• What you need to do
Go over the records and copy every line with the string "BuiltinTokens".

(Stored records)
● ● ● ● ●
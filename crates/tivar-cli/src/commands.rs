//! Command implementations.

use std::fs::{self, File};
use std::io::{self, Read};
use std::path::{Path, PathBuf};

use anyhow::{Context, Result};
use tracing::{info, info_span};

use tivar_cli::report::{
    FileReport, ModelReport, TextReport, diagnostic_lines, diagnostics_table, entries_table,
    header_table, models_table,
};
use tivar_format::tokenized;
use tivar_format::{
    Diagnostics, Entry, EntryKind, EntryOptions, Header, HeaderOptions, ReadOptions, Section, TiVar,
    VarReader, VarWriter,
};
use tivar_standards::{
    BuiltinCatalog, BuiltinTokens, Model, ModelCatalog, TokenTable, tokens::load_table_from_path,
};

use crate::cli::{DecodeArgs, EncodeArgs, ExtractArgs, InspectArgs, SessionArgs};

/// Options resolved once per invocation.
pub struct Session {
    model: Option<&'static Model>,
    tokens: Option<TokenTable>,
    strict: bool,
    json: bool,
}

impl Session {
    pub fn from_args(args: &SessionArgs) -> Result<Self> {
        let model = args
            .model
            .as_deref()
            .map(|name| BuiltinCatalog.find(name))
            .transpose()
            .context("resolve --model")?;
        let tokens = args
            .tokens
            .as_deref()
            .map(load_table_from_path)
            .transpose()
            .context("load --tokens")?;
        if let Some(table) = &tokens {
            info!(tokens = table.len(), "loaded token table");
        }
        Ok(Self {
            model,
            tokens,
            strict: args.strict,
            json: args.json,
        })
    }

    fn read_options(&self) -> ReadOptions {
        let options = ReadOptions::new();
        let options = match self.model {
            Some(model) => options.expected_model(model),
            None => options,
        };
        if self.strict { options.strict() } else { options }
    }

    /// Token table: `--tokens`, else the built-in table of `--model`, else
    /// of `fallback`, else of the default model.
    fn table(&self, fallback: Option<&'static Model>) -> Result<&TokenTable> {
        if let Some(table) = &self.tokens {
            return Ok(table);
        }
        let model = self
            .model
            .or(fallback)
            .unwrap_or(HeaderOptions::default().model);
        Ok(tokenized::table_for(&BuiltinTokens, model)?)
    }

    /// Model used for new files.
    fn target_model(&self) -> &'static Model {
        self.model.unwrap_or(HeaderOptions::default().model)
    }

    /// Print lenient-mode diagnostics to stderr.
    fn warn(&self, diagnostics: &Diagnostics) {
        if !diagnostics.is_empty() {
            eprintln!("{}", diagnostic_lines(diagnostics));
        }
    }

    fn print_json<T: serde::Serialize>(&self, value: &T) -> Result<()> {
        println!(
            "{}",
            serde_json::to_string_pretty(value).context("serialize report")?
        );
        Ok(())
    }
}

pub fn run_inspect(session: &Session, args: &InspectArgs) -> Result<()> {
    let span = info_span!("inspect", file = %args.file.display());
    let _guard = span.enter();

    let (var, diagnostics) = read_var(session, &args.file)?;
    let report = FileReport::new(args.file.display().to_string(), &var, diagnostics);
    if session.json {
        return session.print_json(&report);
    }
    println!("{}", header_table(&report));
    println!("{}", entries_table(&report.entries));
    if !report.diagnostics.is_empty() {
        println!();
        println!("Diagnostics:");
        println!("{}", diagnostics_table(&report.diagnostics));
    }
    Ok(())
}

pub fn run_decode(session: &Session, args: &DecodeArgs) -> Result<()> {
    let span = info_span!("decode", file = %args.file.display());
    let _guard = span.enter();

    let (entries, model, mut diagnostics) = match args.entry {
        Some(index) => {
            let bytes = read_file(&args.file)?;
            let (entry, found) = VarReader::with_options(bytes.as_slice(), session.read_options())
                .read_entry(index)
                .with_context(|| format!("read entry {index} of {}", args.file.display()))?
                .into_parts();
            let model = Header::from_bytes(&bytes)
                .value
                .derive_model(&BuiltinCatalog)
                .value;
            (vec![(index, entry)], model, found)
        }
        None => {
            let (var, found) = read_var(session, &args.file)?;
            let model = var.model();
            (var.entries().iter().cloned().enumerate().collect(), model, found)
        }
    };
    let table = session.table(model)?;

    let mut texts = Vec::new();
    for (index, entry) in entries {
        if !entry.kind().is_tokenized() {
            info!(index, kind = %entry.kind(), "skipping entry without text");
            continue;
        }
        let (text, found) = entry.string(table)?.into_parts();
        diagnostics.extend_for_entry(index, found);
        texts.push(TextReport {
            index,
            name: entry.name(),
            kind: entry.kind(),
            text,
            diagnostics: Diagnostics::new(),
        });
    }
    if session.strict {
        diagnostics.clone().into_result()?;
    }

    if session.json {
        for report in &mut texts {
            report.diagnostics = entry_diagnostics(&diagnostics, report.index);
        }
        return session.print_json(&texts);
    }
    session.warn(&diagnostics);
    match texts.as_slice() {
        [single] => println!("{}", single.text),
        many => {
            for report in many {
                println!("# {} {} ({})", report.index, report.name, report.kind);
                println!("{}", report.text);
            }
        }
    }
    Ok(())
}

pub fn run_encode(session: &Session, args: &EncodeArgs) -> Result<()> {
    let model = session.target_model();
    let kind = EntryKind::from(args.kind);
    let text = read_text(&args.input)?;

    let mut options = EntryOptions::for_model(model);
    if let Some(name) = &args.name {
        options = options.name(name);
    }
    if args.archived {
        options = options.archived(true);
    }
    let (mut entry, mut diagnostics) = Entry::new(kind, options).into_parts();
    entry
        .load_string(text.trim_end_matches(['\r', '\n']), session.table(Some(model))?)
        .with_context(|| format!("tokenize {}", args.input.display()))?;

    let mut header_options = HeaderOptions::new().model(model);
    if let Some(comment) = &args.comment {
        header_options = header_options.comment(comment);
    }
    let (var, found) = entry
        .export(Some(Header::new(&header_options)), Some(model))
        .into_parts();
    diagnostics.extend(found);

    let output = args
        .output
        .clone()
        .unwrap_or_else(|| default_output(Path::new("."), &var));
    finish_write(session, &var, &output, &diagnostics)
}

pub fn run_extract(session: &Session, args: &ExtractArgs) -> Result<()> {
    let span = info_span!("extract", file = %args.file.display(), entry = args.entry);
    let _guard = span.enter();

    let bytes = read_file(&args.file)?;
    let (entry, mut diagnostics) =
        VarReader::with_options(bytes.as_slice(), session.read_options())
            .read_entry(args.entry)
            .with_context(|| format!("read entry {} of {}", args.entry, args.file.display()))?
            .into_parts();

    let header = Header::from_bytes(&bytes).value;
    let model = session
        .model
        .or_else(|| header.derive_model(&BuiltinCatalog).value);
    let (var, found) = entry.export(Some(header), model).into_parts();
    diagnostics.extend(found);

    let output = args.output.clone().unwrap_or_else(|| {
        let dir = args.file.parent().unwrap_or(Path::new("."));
        default_output(dir, &var)
    });
    finish_write(session, &var, &output, &diagnostics)
}

pub fn run_models(session: &Session) -> Result<()> {
    let models: Vec<ModelReport> = BuiltinCatalog
        .models()
        .iter()
        .copied()
        .map(ModelReport::from)
        .collect();
    if session.json {
        return session.print_json(&models);
    }
    println!("{}", models_table(&models));
    Ok(())
}

fn read_file(path: &Path) -> Result<Vec<u8>> {
    fs::read(path).with_context(|| format!("read {}", path.display()))
}

fn read_var(session: &Session, path: &Path) -> Result<(TiVar, Diagnostics)> {
    let file = File::open(path).with_context(|| format!("open {}", path.display()))?;
    let parsed = VarReader::with_options(file, session.read_options())
        .read_var()
        .with_context(|| format!("read {}", path.display()))?;
    info!(
        entries = parsed.value.entries().len(),
        diagnostics = parsed.diagnostics.len(),
        "read variable file"
    );
    Ok(parsed.into_parts())
}

fn read_text(path: &Path) -> Result<String> {
    if path == Path::new("-") {
        let mut text = String::new();
        io::stdin()
            .read_to_string(&mut text)
            .context("read stdin")?;
        return Ok(text);
    }
    fs::read_to_string(path).with_context(|| format!("read {}", path.display()))
}

/// `<NAME>.<EXTENSION>` in `dir`, named after the only entry.
fn default_output(dir: &Path, var: &TiVar) -> PathBuf {
    let stem = var
        .entries()
        .first()
        .map(Entry::name)
        .filter(|name| !name.is_empty())
        .unwrap_or_else(|| "UNNAMED".to_string());
    dir.join(format!("{stem}.{}", var.extension().value))
}

fn entry_diagnostics(diagnostics: &Diagnostics, index: usize) -> Diagnostics {
    let mut found = Diagnostics::new();
    for diagnostic in diagnostics {
        if diagnostic.location.section == Section::Entry(index) {
            found.push(diagnostic.clone());
        }
    }
    found
}

fn finish_write(
    session: &Session,
    var: &TiVar,
    output: &Path,
    diagnostics: &Diagnostics,
) -> Result<()> {
    if session.strict {
        diagnostics.clone().into_result()?;
    }
    let file = File::create(output).with_context(|| format!("create {}", output.display()))?;
    VarWriter::new(file)
        .write_var(var)
        .with_context(|| format!("write {}", output.display()))?;
    info!(path = %output.display(), bytes = var.length(), "wrote variable file");

    if session.json {
        let report = FileReport::new(output.display().to_string(), var, diagnostics.clone());
        return session.print_json(&report);
    }
    session.warn(diagnostics);
    println!("{}", output.display());
    Ok(())
}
● ● ● ● ●
• Output
    BuiltinCatalog, BuiltinTokens, Model, ModelCatalog, TokenTable, tokens::load_table_from_path,
        Ok(tokenized::table_for(&BuiltinTokens, model)?)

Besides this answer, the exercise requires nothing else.